## [What the task asks]
Give the count of lines in the records below that contain "HttpConfig", with no other words.

## [Records shown]
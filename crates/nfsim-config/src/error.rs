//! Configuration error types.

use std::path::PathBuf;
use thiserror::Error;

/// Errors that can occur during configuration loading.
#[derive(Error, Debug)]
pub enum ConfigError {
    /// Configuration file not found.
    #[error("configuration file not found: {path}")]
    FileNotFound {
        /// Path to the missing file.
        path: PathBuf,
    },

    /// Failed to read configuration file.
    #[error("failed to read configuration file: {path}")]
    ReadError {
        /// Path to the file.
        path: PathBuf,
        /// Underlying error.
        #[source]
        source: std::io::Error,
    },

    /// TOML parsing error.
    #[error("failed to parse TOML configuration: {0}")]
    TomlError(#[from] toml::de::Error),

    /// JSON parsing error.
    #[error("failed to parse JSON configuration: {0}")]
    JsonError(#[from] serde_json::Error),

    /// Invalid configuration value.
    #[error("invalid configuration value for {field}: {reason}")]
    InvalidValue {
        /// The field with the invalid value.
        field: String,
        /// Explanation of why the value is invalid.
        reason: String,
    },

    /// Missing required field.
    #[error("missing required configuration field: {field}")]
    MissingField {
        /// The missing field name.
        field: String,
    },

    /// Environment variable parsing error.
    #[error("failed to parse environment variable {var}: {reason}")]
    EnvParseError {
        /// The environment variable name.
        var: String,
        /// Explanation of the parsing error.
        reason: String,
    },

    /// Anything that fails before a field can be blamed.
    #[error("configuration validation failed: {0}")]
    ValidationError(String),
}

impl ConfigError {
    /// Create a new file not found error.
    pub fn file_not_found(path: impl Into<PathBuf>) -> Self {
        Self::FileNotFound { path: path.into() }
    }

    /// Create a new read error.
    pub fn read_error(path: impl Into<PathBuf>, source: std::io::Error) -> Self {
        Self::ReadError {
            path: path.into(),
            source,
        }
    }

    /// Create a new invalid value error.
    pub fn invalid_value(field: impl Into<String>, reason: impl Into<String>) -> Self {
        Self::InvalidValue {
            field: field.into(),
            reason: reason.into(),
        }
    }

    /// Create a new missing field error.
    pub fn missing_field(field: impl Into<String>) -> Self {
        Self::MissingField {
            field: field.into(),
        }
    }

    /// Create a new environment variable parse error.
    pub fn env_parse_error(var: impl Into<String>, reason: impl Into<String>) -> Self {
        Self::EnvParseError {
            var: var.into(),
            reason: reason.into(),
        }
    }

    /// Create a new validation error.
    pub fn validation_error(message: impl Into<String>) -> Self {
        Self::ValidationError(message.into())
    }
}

==

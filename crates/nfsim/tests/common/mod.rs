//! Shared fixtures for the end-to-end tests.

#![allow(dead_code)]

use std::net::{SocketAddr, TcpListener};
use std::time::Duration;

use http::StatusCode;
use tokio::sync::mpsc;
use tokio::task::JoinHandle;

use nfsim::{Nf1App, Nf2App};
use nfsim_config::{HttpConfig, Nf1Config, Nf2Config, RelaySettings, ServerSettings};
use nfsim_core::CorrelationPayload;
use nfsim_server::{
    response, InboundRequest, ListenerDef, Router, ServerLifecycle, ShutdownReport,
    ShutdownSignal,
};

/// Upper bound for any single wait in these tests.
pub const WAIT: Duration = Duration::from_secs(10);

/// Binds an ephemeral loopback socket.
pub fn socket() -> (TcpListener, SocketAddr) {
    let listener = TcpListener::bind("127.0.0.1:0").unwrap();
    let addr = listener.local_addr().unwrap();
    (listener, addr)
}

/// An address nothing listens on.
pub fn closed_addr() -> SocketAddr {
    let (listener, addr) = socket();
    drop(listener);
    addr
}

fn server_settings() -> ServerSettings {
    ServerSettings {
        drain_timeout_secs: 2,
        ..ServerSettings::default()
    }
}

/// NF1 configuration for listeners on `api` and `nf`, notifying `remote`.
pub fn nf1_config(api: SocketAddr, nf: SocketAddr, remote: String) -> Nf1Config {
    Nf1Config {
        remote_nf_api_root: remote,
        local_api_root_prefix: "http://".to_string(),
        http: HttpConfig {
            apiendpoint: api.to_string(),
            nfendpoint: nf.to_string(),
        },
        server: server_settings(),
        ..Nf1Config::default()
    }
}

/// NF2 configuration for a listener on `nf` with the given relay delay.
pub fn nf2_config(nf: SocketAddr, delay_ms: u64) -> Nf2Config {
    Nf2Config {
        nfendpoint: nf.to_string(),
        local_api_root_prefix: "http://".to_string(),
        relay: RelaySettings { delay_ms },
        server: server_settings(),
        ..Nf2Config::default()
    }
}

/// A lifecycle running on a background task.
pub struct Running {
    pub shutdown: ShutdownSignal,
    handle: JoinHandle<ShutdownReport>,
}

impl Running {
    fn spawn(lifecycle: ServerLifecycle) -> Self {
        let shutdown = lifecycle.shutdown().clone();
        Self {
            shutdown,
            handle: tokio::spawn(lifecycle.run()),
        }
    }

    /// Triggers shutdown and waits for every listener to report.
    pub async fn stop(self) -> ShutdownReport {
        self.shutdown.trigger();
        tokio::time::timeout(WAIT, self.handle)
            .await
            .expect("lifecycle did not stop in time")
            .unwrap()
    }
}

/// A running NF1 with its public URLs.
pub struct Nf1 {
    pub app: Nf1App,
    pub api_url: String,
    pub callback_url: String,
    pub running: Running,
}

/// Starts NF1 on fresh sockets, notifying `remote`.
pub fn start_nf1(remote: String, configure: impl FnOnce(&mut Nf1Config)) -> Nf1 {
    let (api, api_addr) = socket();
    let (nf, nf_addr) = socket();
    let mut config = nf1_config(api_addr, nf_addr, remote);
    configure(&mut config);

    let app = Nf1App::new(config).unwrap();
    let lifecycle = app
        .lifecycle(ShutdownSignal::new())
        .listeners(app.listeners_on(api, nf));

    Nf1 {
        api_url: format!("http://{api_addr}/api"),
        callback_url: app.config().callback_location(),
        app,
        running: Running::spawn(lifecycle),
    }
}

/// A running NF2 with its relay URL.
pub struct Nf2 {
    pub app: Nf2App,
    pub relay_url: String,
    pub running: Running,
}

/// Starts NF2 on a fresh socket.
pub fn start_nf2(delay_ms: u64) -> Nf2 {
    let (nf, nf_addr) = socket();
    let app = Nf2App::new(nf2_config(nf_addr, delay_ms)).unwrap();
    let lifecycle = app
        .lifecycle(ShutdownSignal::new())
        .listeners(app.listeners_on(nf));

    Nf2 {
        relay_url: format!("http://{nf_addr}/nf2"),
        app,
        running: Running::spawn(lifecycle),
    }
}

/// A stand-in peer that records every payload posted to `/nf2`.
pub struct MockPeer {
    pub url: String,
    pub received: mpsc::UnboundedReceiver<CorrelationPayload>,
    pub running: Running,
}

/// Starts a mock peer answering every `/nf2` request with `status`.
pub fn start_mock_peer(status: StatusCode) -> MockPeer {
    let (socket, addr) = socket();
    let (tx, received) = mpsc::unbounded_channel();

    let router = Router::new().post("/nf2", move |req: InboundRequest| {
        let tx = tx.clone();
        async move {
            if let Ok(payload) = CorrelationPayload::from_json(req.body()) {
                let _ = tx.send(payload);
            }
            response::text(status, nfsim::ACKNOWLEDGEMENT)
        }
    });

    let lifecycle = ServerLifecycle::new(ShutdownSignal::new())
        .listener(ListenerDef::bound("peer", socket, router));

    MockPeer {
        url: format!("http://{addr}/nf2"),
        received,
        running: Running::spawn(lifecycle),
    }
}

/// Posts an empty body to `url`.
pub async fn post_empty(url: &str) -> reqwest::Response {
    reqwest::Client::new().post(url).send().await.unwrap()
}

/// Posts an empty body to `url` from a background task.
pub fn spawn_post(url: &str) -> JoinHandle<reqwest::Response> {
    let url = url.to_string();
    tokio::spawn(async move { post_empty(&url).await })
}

## [Result below]
2